[Opening Provided material section]
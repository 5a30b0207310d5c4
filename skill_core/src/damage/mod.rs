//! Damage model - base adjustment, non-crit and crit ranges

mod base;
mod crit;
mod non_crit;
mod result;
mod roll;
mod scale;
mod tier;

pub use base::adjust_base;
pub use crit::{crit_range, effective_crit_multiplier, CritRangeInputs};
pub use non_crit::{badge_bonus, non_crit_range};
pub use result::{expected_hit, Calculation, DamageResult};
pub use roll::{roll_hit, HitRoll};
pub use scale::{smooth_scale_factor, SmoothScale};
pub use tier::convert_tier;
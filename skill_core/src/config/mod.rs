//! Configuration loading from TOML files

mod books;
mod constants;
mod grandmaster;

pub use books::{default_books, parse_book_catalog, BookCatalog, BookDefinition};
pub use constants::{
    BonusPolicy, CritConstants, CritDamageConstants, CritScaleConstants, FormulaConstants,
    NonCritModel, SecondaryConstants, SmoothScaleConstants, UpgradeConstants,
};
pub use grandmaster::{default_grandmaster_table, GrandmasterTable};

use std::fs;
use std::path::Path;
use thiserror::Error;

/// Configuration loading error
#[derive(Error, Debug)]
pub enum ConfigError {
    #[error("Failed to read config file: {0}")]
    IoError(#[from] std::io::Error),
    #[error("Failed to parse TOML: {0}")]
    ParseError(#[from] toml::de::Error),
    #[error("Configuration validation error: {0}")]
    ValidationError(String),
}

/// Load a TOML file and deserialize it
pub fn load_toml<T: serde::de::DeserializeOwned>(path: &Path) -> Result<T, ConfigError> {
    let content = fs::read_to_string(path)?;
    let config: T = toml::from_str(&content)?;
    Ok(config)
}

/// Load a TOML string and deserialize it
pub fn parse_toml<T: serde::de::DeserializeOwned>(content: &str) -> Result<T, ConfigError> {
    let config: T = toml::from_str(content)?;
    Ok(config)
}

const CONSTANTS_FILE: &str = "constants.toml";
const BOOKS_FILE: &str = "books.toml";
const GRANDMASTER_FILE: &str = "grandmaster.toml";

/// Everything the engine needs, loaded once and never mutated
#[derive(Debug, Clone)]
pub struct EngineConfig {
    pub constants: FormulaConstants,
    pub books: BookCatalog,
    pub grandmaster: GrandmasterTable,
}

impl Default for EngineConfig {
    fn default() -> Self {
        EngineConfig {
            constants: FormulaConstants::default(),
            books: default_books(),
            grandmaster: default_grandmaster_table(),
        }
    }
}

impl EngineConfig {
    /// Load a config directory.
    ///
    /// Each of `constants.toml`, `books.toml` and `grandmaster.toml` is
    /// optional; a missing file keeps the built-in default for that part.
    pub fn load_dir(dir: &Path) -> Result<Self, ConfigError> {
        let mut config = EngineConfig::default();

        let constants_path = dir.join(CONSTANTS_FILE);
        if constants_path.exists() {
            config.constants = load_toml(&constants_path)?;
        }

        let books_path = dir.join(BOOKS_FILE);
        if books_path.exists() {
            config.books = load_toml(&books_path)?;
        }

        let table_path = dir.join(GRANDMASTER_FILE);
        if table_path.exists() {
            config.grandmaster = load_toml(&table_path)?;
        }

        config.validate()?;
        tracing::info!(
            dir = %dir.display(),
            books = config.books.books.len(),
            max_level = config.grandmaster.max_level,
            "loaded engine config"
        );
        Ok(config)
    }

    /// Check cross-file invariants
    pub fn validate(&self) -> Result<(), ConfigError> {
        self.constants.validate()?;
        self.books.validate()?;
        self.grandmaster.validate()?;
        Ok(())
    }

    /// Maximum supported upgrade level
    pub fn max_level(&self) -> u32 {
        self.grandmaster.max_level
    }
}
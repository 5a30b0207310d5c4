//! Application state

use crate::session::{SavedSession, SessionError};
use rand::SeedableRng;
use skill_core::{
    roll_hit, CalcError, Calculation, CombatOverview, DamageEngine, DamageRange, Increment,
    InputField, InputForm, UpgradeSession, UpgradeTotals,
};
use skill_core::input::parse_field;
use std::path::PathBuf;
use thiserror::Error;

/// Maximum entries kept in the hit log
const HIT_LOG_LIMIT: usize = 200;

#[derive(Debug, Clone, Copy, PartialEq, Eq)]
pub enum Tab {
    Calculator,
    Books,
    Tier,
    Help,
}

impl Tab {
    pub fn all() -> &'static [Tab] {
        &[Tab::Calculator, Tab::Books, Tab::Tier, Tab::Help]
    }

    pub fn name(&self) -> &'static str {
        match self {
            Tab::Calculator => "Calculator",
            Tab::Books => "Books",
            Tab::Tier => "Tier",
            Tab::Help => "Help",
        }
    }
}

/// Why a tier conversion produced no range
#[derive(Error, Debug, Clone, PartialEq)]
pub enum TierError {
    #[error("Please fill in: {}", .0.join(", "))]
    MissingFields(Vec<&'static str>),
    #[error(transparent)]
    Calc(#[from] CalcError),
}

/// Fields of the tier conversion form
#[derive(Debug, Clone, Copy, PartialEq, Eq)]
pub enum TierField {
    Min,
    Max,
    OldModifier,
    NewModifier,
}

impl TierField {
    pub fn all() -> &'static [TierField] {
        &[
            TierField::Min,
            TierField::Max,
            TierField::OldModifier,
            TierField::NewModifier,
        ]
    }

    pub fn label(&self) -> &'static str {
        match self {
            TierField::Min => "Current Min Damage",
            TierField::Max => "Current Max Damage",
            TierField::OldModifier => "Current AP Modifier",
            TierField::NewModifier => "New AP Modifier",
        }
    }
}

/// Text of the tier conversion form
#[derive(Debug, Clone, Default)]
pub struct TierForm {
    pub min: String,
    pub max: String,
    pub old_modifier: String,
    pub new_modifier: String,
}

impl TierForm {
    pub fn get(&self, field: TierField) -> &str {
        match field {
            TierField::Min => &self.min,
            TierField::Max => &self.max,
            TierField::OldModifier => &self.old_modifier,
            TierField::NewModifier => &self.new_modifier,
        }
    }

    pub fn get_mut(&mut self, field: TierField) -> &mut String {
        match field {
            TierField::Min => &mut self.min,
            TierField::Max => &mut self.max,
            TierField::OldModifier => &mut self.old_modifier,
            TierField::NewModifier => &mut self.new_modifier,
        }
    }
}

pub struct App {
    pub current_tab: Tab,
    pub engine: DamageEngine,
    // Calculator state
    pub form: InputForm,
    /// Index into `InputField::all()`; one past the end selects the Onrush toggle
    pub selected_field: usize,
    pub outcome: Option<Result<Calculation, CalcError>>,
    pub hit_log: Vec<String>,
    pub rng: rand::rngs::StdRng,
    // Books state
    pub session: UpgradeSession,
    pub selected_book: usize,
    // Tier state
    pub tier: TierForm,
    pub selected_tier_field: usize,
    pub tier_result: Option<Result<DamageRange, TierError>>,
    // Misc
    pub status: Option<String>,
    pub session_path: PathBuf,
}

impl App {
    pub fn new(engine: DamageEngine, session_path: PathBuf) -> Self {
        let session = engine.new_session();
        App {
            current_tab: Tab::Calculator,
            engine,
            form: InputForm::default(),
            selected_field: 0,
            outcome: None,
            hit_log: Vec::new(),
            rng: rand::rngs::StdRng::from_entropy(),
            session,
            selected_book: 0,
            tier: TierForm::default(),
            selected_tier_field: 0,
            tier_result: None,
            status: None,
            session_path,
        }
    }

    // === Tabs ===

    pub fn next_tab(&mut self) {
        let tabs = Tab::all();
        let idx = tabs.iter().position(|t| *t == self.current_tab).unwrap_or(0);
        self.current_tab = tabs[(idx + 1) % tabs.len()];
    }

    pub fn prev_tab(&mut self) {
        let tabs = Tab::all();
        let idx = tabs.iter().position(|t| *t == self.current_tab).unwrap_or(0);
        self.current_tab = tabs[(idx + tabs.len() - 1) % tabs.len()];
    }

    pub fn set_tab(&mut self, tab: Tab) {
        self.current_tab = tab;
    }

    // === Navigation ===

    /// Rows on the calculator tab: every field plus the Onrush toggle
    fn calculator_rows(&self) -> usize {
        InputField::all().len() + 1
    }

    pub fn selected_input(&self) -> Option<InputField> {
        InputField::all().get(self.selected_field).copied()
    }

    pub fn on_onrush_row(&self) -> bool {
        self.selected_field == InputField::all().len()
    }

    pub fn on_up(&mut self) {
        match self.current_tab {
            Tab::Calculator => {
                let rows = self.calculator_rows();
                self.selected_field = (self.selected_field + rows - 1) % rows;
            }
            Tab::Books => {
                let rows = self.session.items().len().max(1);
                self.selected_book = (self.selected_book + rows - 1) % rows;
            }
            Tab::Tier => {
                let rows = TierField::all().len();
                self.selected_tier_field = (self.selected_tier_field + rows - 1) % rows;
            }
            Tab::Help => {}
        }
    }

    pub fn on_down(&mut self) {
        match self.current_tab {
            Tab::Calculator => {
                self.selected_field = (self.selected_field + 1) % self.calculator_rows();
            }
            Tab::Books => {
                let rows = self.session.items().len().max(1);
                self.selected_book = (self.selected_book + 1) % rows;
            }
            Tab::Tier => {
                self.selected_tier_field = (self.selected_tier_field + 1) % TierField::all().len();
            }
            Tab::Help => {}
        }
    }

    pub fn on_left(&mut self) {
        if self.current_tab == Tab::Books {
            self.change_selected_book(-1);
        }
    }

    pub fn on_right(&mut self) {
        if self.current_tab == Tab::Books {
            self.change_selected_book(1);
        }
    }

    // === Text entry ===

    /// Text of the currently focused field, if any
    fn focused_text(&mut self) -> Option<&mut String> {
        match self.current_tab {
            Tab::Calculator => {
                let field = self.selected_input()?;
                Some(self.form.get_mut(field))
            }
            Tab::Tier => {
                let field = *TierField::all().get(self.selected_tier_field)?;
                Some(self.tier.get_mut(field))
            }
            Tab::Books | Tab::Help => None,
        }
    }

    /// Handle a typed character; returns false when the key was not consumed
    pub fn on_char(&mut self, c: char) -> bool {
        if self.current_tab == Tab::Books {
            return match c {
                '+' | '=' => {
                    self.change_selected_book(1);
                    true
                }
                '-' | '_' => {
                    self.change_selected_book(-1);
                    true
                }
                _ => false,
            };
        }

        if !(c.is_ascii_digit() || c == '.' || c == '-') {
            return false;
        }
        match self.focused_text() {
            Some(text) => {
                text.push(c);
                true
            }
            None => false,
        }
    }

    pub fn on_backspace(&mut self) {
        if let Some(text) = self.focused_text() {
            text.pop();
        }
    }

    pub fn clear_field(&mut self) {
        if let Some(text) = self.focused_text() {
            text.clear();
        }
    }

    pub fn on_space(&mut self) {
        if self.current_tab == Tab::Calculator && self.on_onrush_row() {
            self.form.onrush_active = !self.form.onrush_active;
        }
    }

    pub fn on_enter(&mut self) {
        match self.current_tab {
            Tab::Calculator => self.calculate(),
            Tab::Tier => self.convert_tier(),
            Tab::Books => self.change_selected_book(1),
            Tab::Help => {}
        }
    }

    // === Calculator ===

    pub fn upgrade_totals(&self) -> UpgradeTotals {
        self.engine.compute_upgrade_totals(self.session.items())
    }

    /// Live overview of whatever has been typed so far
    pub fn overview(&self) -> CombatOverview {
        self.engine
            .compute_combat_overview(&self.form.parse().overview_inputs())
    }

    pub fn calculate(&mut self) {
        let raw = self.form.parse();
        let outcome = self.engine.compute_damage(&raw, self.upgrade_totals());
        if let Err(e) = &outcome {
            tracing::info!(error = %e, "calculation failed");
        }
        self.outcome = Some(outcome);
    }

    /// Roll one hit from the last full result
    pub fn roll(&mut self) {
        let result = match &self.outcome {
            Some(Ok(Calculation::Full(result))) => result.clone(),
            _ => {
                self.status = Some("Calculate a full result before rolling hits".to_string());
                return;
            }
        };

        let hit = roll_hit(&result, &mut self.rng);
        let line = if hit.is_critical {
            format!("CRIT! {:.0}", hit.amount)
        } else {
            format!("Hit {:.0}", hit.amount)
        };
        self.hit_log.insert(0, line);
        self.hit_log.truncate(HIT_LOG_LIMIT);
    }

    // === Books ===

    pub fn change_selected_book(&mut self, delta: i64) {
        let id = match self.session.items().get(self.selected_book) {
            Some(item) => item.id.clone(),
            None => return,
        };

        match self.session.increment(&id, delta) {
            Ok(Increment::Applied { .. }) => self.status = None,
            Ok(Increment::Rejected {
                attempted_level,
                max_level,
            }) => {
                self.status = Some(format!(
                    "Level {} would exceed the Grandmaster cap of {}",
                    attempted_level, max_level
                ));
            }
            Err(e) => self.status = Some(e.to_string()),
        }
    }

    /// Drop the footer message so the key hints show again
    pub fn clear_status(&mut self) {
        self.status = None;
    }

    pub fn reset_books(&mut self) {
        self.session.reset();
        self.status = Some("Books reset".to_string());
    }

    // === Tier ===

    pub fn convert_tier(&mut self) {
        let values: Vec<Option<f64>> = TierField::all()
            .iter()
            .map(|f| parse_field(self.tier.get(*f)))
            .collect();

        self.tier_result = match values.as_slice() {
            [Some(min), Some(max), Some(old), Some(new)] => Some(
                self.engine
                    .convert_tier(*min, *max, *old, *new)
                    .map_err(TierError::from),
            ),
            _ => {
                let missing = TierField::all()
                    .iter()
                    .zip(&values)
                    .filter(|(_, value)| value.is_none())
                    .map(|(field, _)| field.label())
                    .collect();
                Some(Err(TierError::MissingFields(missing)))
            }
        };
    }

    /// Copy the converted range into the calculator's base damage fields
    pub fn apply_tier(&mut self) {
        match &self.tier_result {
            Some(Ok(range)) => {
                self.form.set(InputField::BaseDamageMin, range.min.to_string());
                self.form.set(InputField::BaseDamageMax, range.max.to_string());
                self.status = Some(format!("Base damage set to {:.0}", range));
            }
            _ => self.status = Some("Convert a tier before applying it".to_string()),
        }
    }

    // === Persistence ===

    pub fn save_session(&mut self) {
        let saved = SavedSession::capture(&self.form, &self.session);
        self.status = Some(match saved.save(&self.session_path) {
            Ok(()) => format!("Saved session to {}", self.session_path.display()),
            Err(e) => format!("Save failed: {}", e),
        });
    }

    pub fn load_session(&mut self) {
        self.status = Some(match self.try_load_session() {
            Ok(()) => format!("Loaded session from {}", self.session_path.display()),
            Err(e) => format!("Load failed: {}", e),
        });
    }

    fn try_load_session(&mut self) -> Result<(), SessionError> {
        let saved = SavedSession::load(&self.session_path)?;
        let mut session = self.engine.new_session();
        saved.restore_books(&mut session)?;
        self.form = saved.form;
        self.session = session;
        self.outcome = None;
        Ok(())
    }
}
[Closing Provided material section]
Work to be completed - Return, without any change, the lines from the one holding "self.form = saved.form;" through the end of the listing, and only those.

Written response -
        self.form = saved.form;
        self.session = session;
        self.outcome = None;
        Ok(())
    }
}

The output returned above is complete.